In this article, you will learn:
- How custody is determined through a child’s best interest
- When a child may have a say in the custody decision
- How and when child support is calculated and awarded
While kids are not permitted in the courthouse, and they are not permitted to testify as witnesses, there is a procedure that you can file a motion with the court and ask the court to interview the children. There is training done amongst the judges so that they know how to do that, and, in some counties, they actually have family court services people who are trained social workers who conduct the child interviews which are done outside the presence of the. So, the statute gives that discretion to the judge, and in my experience, typically around age 14 is when what children say in interviews tends to have more of an impact. The problem with little kids is you can’t really get an answer from a little child about what they would like to see is a custody arrangement because you’re at a development stage where they are loyal to both parents, so there isn’t really any basis for that child to express much of a preference unless they’ve been coached.
But each judge is individual in their exercise of that discretion. I have some judges that are willing to interview children at ten or twelve, and they’ll take that information and determine what weight they’re going to give to it. But the preferences of a child are one of the statutory criteria that a court can consider in determining what’s in the best interest of the child. There’s a list of eight, plus there’s an add-on in Idaho; the presumption is that regular and frequent contact with both parents is in the best interest of the child, which forms the starting point for a court in making a custody determination. There is, however, a circumstance I’ve had come up in a few cases where that presumption is overturned and that’s in the case where there is a habitual perpetrator of domestic violence involved. The Supreme Court said that it must be more than two instances, but they haven’t said that there’s a magic number that you can prove that gets you there, but I’ve actually had cases where I’ve had to prove that the other parent was a habitual perpetrator of domestic violence which has reversed the ideal of joint custody in the case. That can be wild card override in cases where that’s present. Still, the court looks at the wishes of each parent, which often cancel each other out because the parents have opposing views on what the best custody arrangement is for the child.

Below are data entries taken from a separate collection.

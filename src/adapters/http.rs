//! HTTP front end for a single adapter.
//!
//! Exposes any [`Adapter`] with the protocol [`super::RemoteAdapter`]
//! speaks, so a backend can run in its own process. Arguments are validated
//! against the adapter's own descriptors before the adapter sees them.

use super::Adapter;
use crate::catalog::validate_arguments;
use crate::models::{FailureKind, ToolDescriptor, ToolResult};
use crate::{Error, Result};
use axum::extract::State;
use axum::http::header;
use axum::routing::{get, post};
use axum::{Json, Router};
use serde::Deserialize;
use serde_json::Value;
use std::net::SocketAddr;
use std::sync::Arc;
use tokio::net::TcpListener;
use tokio_util::sync::CancellationToken;
use tower_http::set_header::SetResponseHeaderLayer;
use tower_http::trace::TraceLayer;

#[derive(Debug, Deserialize)]
struct InvokeRequest {
    operation: String,
    #[serde(default)]
    arguments: Value,
}

#[derive(Clone)]
struct AdapterState {
    adapter: Arc<dyn Adapter>,
    descriptors: Arc<Vec<ToolDescriptor>>,
}

/// Builds the router for one adapter.
pub fn router(adapter: Arc<dyn Adapter>) -> Router {
    let state = AdapterState {
        descriptors: Arc::new(adapter.descriptors()),
        adapter,
    };

    Router::new()
        .route("/tools", get(list_tools))
        .route("/invoke", post(invoke))
        .layer(SetResponseHeaderLayer::overriding(
            header::CACHE_CONTROL,
            header::HeaderValue::from_static("no-store"),
        ))
        .layer(TraceLayer::new_for_http())
        .with_state(state)
}

async fn list_tools(State(state): State<AdapterState>) -> Json<Vec<ToolDescriptor>> {
    Json(state.descriptors.as_ref().clone())
}

async fn invoke(
    State(state): State<AdapterState>,
    Json(request): Json<InvokeRequest>,
) -> Json<ToolResult> {
    let Some(descriptor) = state
        .descriptors
        .iter()
        .find(|d| d.name == request.operation)
    else {
        return Json(ToolResult::failure(
            FailureKind::UnknownTool,
            format!("unknown operation: {}", request.operation),
        ));
    };

    let arguments = match validate_arguments(descriptor, &request.arguments) {
        Ok(arguments) => arguments,
        Err(errors) => {
            let fields: Vec<String> = errors.iter().map(ToString::to_string).collect();
            return Json(ToolResult::failure(
                FailureKind::InvalidArguments,
                fields.join("; "),
            ));
        },
    };

    Json(state.adapter.invoke(&request.operation, arguments).await)
}

/// Serves an adapter on an already-bound listener until `shutdown` fires.
///
/// # Errors
///
/// Returns [`Error::OperationFailed`] if the server stops with an I/O error.
pub async fn serve_listener(
    adapter: Arc<dyn Adapter>,
    listener: TcpListener,
    shutdown: CancellationToken,
) -> Result<()> {
    let name = adapter.name().to_string();
    if let Ok(addr) = listener.local_addr() {
        tracing::info!(adapter = %name, %addr, "Serving adapter over HTTP");
    }

    axum::serve(listener, router(adapter))
        .with_graceful_shutdown(async move { shutdown.cancelled().await })
        .await
        .map_err(|e| Error::OperationFailed {
            operation: "serve_adapter".to_string(),
            cause: e.to_string(),
        })
}

/// Binds `addr` and serves the adapter until `shutdown` fires.
///
/// # Errors
///
/// Returns [`Error::OperationFailed`] if the address cannot be bound or the
/// server fails.
pub async fn serve_adapter(
    adapter: Arc<dyn Adapter>,
    addr: SocketAddr,
    shutdown: CancellationToken,
) -> Result<()> {
    let listener = TcpListener::bind(addr)
        .await
        .map_err(|e| Error::OperationFailed {
            operation: "bind".to_string(),
            cause: format!("{addr}: {e}"),
        })?;
    serve_listener(adapter, listener, shutdown).await
}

The court looks at the character of parents and their behaviors, although it is not one of the primary considerations in my experience. The two statutory factors the court considers most strongly in custody evaluations and determinations is the child’s adjustment to their home, school, and community, and the need for continuity and stability in the life of the child.

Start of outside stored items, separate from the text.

#[tokio::test]
async fn test_confidential_session_sees_confidential_text() {
    let fixture = Fixture::new();
    let model = ScriptedModel::new(vec![
        calls(vec![call("search_policies", json!({"query": "salary bands"}))]),
        Step::Derive(parrot_answer),
    ]);
    let orchestrator = fixture.orchestrator(&model, quick_config());
    let sessions = SessionStore::new();
    let id = open(&sessions, AccessLevel::Confidential);

    let answer = orchestrator
        .ask(&sessions, &id, "What are the salary bands?")
        .await
        .unwrap();

    assert!(answer.text.contains(SALARY_TEXT));
    assert_eq!(answer.usage.withheld_chunks, 0);
}

#[tokio::test]
async fn test_policy_listing_hides_documents_above_session_level() {
    let fixture = Fixture::new();
    let model = ScriptedModel::new(vec![
        calls(vec![call("list_policies", json!({}))]),
        Step::Derive(parrot_answer),
    ]);
    let orchestrator = fixture.orchestrator(&model, quick_config());
    let sessions = SessionStore::new();
    let id = open(&sessions, AccessLevel::Public);

    let answer = orchestrator
        .ask(&sessions, &id, "Which policies exist?")
        .await
        .unwrap();

    assert!(answer.text.contains("leave_policy"), "{}", answer.text);
    assert!(!answer.text.contains("salary_bands"), "{}", answer.text);
    assert_eq!(answer.usage.withheld_chunks, 1);
}

// ============================================================================
// Loop bound
// ============================================================================

fn endless_tools(request: &PlanningRequest) -> PlanningResponse {
    if request.tools.is_empty() {
        PlanningResponse::Answer("Based on the policies I found, leave is 12 days.".to_string())
    } else {
        PlanningResponse::ToolCalls(vec![ToolCallRequest::new("list_policies", json!({}))])
    }
}

fn stubborn_tools(_request: &PlanningRequest) -> PlanningResponse {
    PlanningResponse::ToolCalls(vec![ToolCallRequest::new("list_policies", json!({}))])
}

#[tokio::test]
async fn test_cycle_cap_forces_synthesis_without_tools() {
    let fixture = Fixture::new();
    let model = ScriptedModel::with_default(Vec::new(), Step::Derive(endless_tools));
    let config = OrchestratorConfig {
        max_cycles: 3,
        ..quick_config()
    };
    let orchestrator = fixture.orchestrator(&model, config);
    let sessions = SessionStore::new();
    let id = open(&sessions, AccessLevel::Public);

    let answer = orchestrator.ask(&sessions, &id, "How much leave?").await.unwrap();

    assert!(answer.usage.loop_limit_reached);
    assert_eq!(answer.usage.cycles, 3);
    assert_eq!(fixture.policies.calls(), 3);
    assert_eq!(answer.text, "Based on the policies I found, leave is 12 days.");

    let requests = model.requests();
    assert_eq!(requests.len(), 4);
    assert!(requests[3].tools.is_empty());
    assert!(requests[3].system_prompt.len() > requests[0].system_prompt.len());
}

#[tokio::test]
async fn test_cycle_cap_with_stubborn_model_still_answers() {
    let fixture = Fixture::new();
    let model = ScriptedModel::with_default(Vec::new(), Step::Derive(stubborn_tools));
    let config = OrchestratorConfig {
        max_cycles: 2,
        ..quick_config()
    };
    let orchestrator = fixture.orchestrator(&model, config);
    let sessions = SessionStore::new();
    let id = open(&sessions, AccessLevel::Public);

    let answer = orchestrator.ask(&sessions, &id, "Loop forever").await.unwrap();

    assert!(!answer.text.trim().is_empty());
    assert!(answer.text.contains("list_policies"));
    assert!(answer.usage.loop_limit_reached);
    assert_eq!(model.requests().len(), 3);
}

When Child Support Will Be Awarded And How The Amount Calculated
Child support can start at one of two points. Whether it’s a divorce or whether it’s a custody modification, Idaho law allows the court to start child support the month after the filing of the petition the new rate, or the court can do it the month following the entry of the judgment, which is a matter of negotiation and argument. But ordinarily, when a petition is filed, the child support is going to backdate to the month after the filing in some courts, and the other courts prefer to start right off-the-bat so they will start it the month following the entry of the decree.

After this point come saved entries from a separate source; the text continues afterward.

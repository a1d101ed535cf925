//! Semantic policy index adapter.
//!
//! Policy documents are split into paragraph chunks, embedded once at load
//! time, and searched by cosine similarity. Chunks scoring below the
//! configured threshold are never returned, so a question the policies do
//! not cover yields an empty result instead of a weak citation.
//!
//! Chunks carry their document's confidentiality marker. This adapter
//! returns every chunk that matches; withholding is the confidentiality
//! filter's job, applied before results reach model context.

use super::{Adapter, fault, parse_operation};
use crate::config::RetrievalConfig;
use crate::embedding::{Embedder, cosine_similarity};
use crate::models::{
    Confidentiality, DocumentChunk, FailureKind, ParamSpec, ParamType, PolicySummary,
    ToolDescriptor, ToolResult,
};
use crate::{Error, Result};
use async_trait::async_trait;
use serde::Deserialize;
use serde_json::{Map, Value, json};
use std::path::Path;
use std::sync::Arc;

const ADAPTER_NAME: &str = "policies";

/// Upper bound on `top_k` regardless of what the caller asks for.
const MAX_TOP_K: usize = 20;

/// Paragraphs are merged until a chunk reaches this many characters.
const TARGET_CHUNK_CHARS: usize = 600;

#[derive(Debug, Deserialize)]
#[serde(tag = "operation", content = "arguments", rename_all = "snake_case")]
enum PolicyOp {
    SearchPolicies {
        query: String,
        #[serde(default)]
        top_k: Option<i64>,
    },
    ListPolicies {},
}

/// A policy document before indexing.
#[derive(Debug, Clone, PartialEq, Eq)]
pub struct PolicyDocument {
    /// Document identifier (file stem when loaded from disk).
    pub document_id: String,
    /// Full text, without the metadata header.
    pub text: String,
    /// Marker applied to every chunk of this document.
    pub marker: Confidentiality,
}

impl PolicyDocument {
    /// Creates a document with an explicit marker.
    #[must_use]
    pub fn new(
        document_id: impl Into<String>,
        text: impl Into<String>,
        marker: Confidentiality,
    ) -> Self {
        Self {
            document_id: document_id.into(),
            text: text.into(),
            marker,
        }
    }

    /// Parses raw file content, honouring a leading
    /// `Confidentiality: <marker>` line.
    ///
    /// Documents without the header are public.
    ///
    /// # Errors
    ///
    /// Returns [`Error::InvalidInput`] if the header names an unknown marker.
    pub fn parse(document_id: impl Into<String>, raw: &str) -> Result<Self> {
        let trimmed = raw.trim_start();
        let (marker, body) = match trimmed.split_once('\n') {
            Some((first, rest)) => match header_value(first) {
                Some(value) => (value.parse::<Confidentiality>()?, rest),
                None => (Confidentiality::Public, trimmed),
            },
            None => match header_value(trimmed) {
                Some(value) => (value.parse::<Confidentiality>()?, ""),
                None => (Confidentiality::Public, trimmed),
            },
        };
        Ok(Self::new(document_id, body.trim(), marker))
    }

    /// Splits the text into paragraph chunks.
    fn chunks(&self) -> Vec<String> {
        let mut out = Vec::new();
        let mut current = String::new();
        for paragraph in self.text.split("\n\n").map(str::trim).filter(|p| !p.is_empty()) {
            if !current.is_empty() && current.len() + paragraph.len() > TARGET_CHUNK_CHARS {
                out.push(std::mem::take(&mut current));
            }
            if !current.is_empty() {
                current.push_str("\n\n");
            }
            current.push_str(paragraph);
        }
        if !current.is_empty() {
            out.push(current);
        }
        out
    }
}

fn header_value(line: &str) -> Option<&str> {
    let (key, value) = line.split_once(':')?;
    key.trim()
        .eq_ignore_ascii_case("confidentiality")
        .then(|| value.trim())
}

/// Search parameters for the index.
#[derive(Debug, Clone, Copy, PartialEq)]
pub struct RetrievalSettings {
    /// Results returned when the caller does not say.
    pub top_k: usize,
    /// Minimum cosine similarity for a chunk to be returned.
    pub min_score: f32,
}

impl Default for RetrievalSettings {
    fn default() -> Self {
        Self {
            top_k: 3,
            min_score: 0.25,
        }
    }
}

impl From<&RetrievalConfig> for RetrievalSettings {
    fn from(config: &RetrievalConfig) -> Self {
        Self {
            top_k: config.top_k.clamp(1, MAX_TOP_K),
            min_score: config.min_score,
        }
    }
}

struct IndexedChunk {
    document_id: String,
    text: String,
    marker: Confidentiality,
    embedding: Vec<f32>,
}

/// In-memory semantic index over policy documents.
pub struct PolicyIndexAdapter {
    embedder: Arc<dyn Embedder>,
    settings: RetrievalSettings,
    chunks: Vec<IndexedChunk>,
    summaries: Vec<PolicySummary>,
}

impl PolicyIndexAdapter {
    /// Adapter name used as descriptor owner.
    pub const NAME: &'static str = ADAPTER_NAME;

    /// Indexes the given documents.
    ///
    /// # Errors
    ///
    /// Returns an error if a chunk cannot be embedded.
    pub fn new(
        documents: Vec<PolicyDocument>,
        embedder: Arc<dyn Embedder>,
        settings: RetrievalSettings,
    ) -> Result<Self> {
        let mut chunks = Vec::new();
        let mut summaries = Vec::with_capacity(documents.len());

        for doc in documents {
            let texts = doc.chunks();
            let title = doc.document_id.replace(['_', '-'], " ");
            let inputs: Vec<String> = texts.iter().map(|t| format!("{title}\n{t}")).collect();
            let refs: Vec<&str> = inputs.iter().map(String::as_str).collect();
            let embeddings = embedder.embed_batch(&refs)?;

            summaries.push(PolicySummary {
                document_id: doc.document_id.clone(),
                chunks: texts.len(),
                marker: doc.marker,
            });
            for (text, embedding) in texts.into_iter().zip(embeddings) {
                chunks.push(IndexedChunk {
                    document_id: doc.document_id.clone(),
                    text,
                    marker: doc.marker,
                    embedding,
                });
            }
        }

        summaries.sort_by(|a, b| a.document_id.cmp(&b.document_id));
        tracing::info!(
            documents = summaries.len(),
            chunks = chunks.len(),
            "Built policy index"
        );

        Ok(Self {
            embedder,
            settings,
            chunks,
            summaries,
        })
    }

    /// Loads every `.txt` and `.md` file in `dir` and indexes it.
    ///
    /// A missing directory yields an empty index.
    ///
    /// # Errors
    ///
    /// Returns [`Error::OperationFailed`] if the directory or a file cannot be
    /// read, or an error from [`PolicyDocument::parse`] for a bad header.
    pub fn load_dir(
        dir: &Path,
        embedder: Arc<dyn Embedder>,
        settings: RetrievalSettings,
    ) -> Result<Self> {
        let read_failed = |e: std::io::Error| Error::OperationFailed {
            operation: "load_policies".to_string(),
            cause: format!("{}: {e}", dir.display()),
        };

        let mut documents = Vec::new();
        match std::fs::read_dir(dir) {
            Ok(entries) => {
                for entry in entries {
                    let path = entry.map_err(read_failed)?.path();
                    let is_text = matches!(
                        path.extension().and_then(|e| e.to_str()),
                        Some("txt" | "md")
                    );
                    if !is_text {
                        continue;
                    }
                    let Some(stem) = path.file_stem().and_then(|s| s.to_str()) else {
                        continue;
                    };
                    let raw = std::fs::read_to_string(&path).map_err(read_failed)?;
                    documents.push(PolicyDocument::parse(stem, &raw)?);
                }
            },
            Err(e) if e.kind() == std::io::ErrorKind::NotFound => {
                tracing::warn!(dir = %dir.display(), "Policy directory missing, index is empty");
            },
            Err(e) => return Err(read_failed(e)),
        }

        Self::new(documents, embedder, settings)
    }

    /// Number of indexed chunks.
    #[must_use]
    pub fn chunk_count(&self) -> usize {
        self.chunks.len()
    }

    /// Scores every chunk against `query` and returns the best matches at or
    /// above the threshold, highest first.
    ///
    /// # Errors
    ///
    /// Returns an error if the query cannot be embedded.
    pub fn search(&self, query: &str, top_k: usize) -> Result<Vec<DocumentChunk>> {
        let query_embedding = self.embedder.embed(query)?;
        let mut scored: Vec<DocumentChunk> = self
            .chunks
            .iter()
            .map(|chunk| DocumentChunk {
                document_id: chunk.document_id.clone(),
                text: chunk.text.clone(),
                marker: chunk.marker,
                score: cosine_similarity(&query_embedding, &chunk.embedding),
            })
            .filter(|chunk| chunk.score >= self.settings.min_score)
            .collect();

        scored.sort_by(|a, b| b.score.total_cmp(&a.score));
        scored.truncate(top_k.clamp(1, MAX_TOP_K));
        Ok(scored)
    }
}

#[async_trait]
impl Adapter for PolicyIndexAdapter {
    fn name(&self) -> &str {
        ADAPTER_NAME
    }

    fn descriptors(&self) -> Vec<ToolDescriptor> {
        vec![
            ToolDescriptor::new(
                "search_policies",
                "Search policy documents. Use this for questions about leave policy, salary policy, or other HR policies.",
                ADAPTER_NAME,
            )
            .with_param(ParamSpec::required(
                "query",
                ParamType::String,
                "Natural language question about policies",
            ))
            .with_param(ParamSpec::optional(
                "top_k",
                ParamType::Integer,
                "Maximum number of passages to return",
            )),
            ToolDescriptor::new(
                "list_policies",
                "List all available policy documents",
                ADAPTER_NAME,
            ),
        ]
    }

    async fn invoke(&self, operation: &str, arguments: Map<String, Value>) -> ToolResult {
        let op: PolicyOp = match parse_operation(operation, arguments) {
            Ok(op) => op,
            Err(failure) => return failure,
        };

        match op {
            PolicyOp::SearchPolicies { query, top_k } => {
                let top_k = top_k
                    .and_then(|k| usize::try_from(k).ok())
                    .unwrap_or(self.settings.top_k);
                match self.search(&query, top_k) {
                    Ok(chunks) => ToolResult::success(json!({
                        "query": query,
                        "count": chunks.len(),
                        "chunks": chunks,
                    })),
                    Err(Error::InvalidInput(msg)) => {
                        ToolResult::failure(FailureKind::InvalidArguments, msg)
                    },
                    Err(e) => fault(operation, e),
                }
            },
            PolicyOp::ListPolicies {} => ToolResult::success(json!({
                "count": self.summaries.len(),
                "policies": self.summaries,
            })),
        }
    }
}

Regarding how it’s calculated, we have the Idaho Child Support guidelines which are incorporated into our family law rules of the procedure, and have been for the last 25 years at least. The state has found that, for the most part, amounts spent on children are relatively stable percentage wise across income levels until you get to the very wealthy folks, and then the amount spent on children as a percentage tends to be less. So, they’ve formulated these child support guidelines on an annual or biannual basis to make sure that the data still supports the guidelines. Support is calculated by determining the custody arrangement for the children with each parent in terms of the number of overnights spent with that parent. That creates a percentage of custody with each parent.
You then look at income as it’s defined in the child support guidelines for each parent, and you determine what their income is for purposes of child support guidelines. This includes many considerations, but you add up all that income for each parent to come up with a total amount of child support. There are three computer programs available to calculate these factors into a final number. So, if you’re in a modification, and the parents have been divorced for 10 years and one parent has three more kids, they don’t get credit for those additional children because the court guidelines are based on the parent’s obligations to these children, and they anticipate that people will use reason in terms of the number of children they produce.
They also have adjustments for who pays for the medical insurance coverage for the children. The child support guidelines provide for a sharing of the child tax credits that are available at the state or federal level between the parents in proportion to their shares of the guideline’s income and other expenses such as work-related daycare expenses and related matters. So, you plug all of those factors into the program, and you come up with a child support that’s based upon the particular custody arrangement. Additionally, there are things you can do to try to lessen what can be oftentimes a very large number from child support by manipulating who gets the exemptions and what the custody arrangement looks like.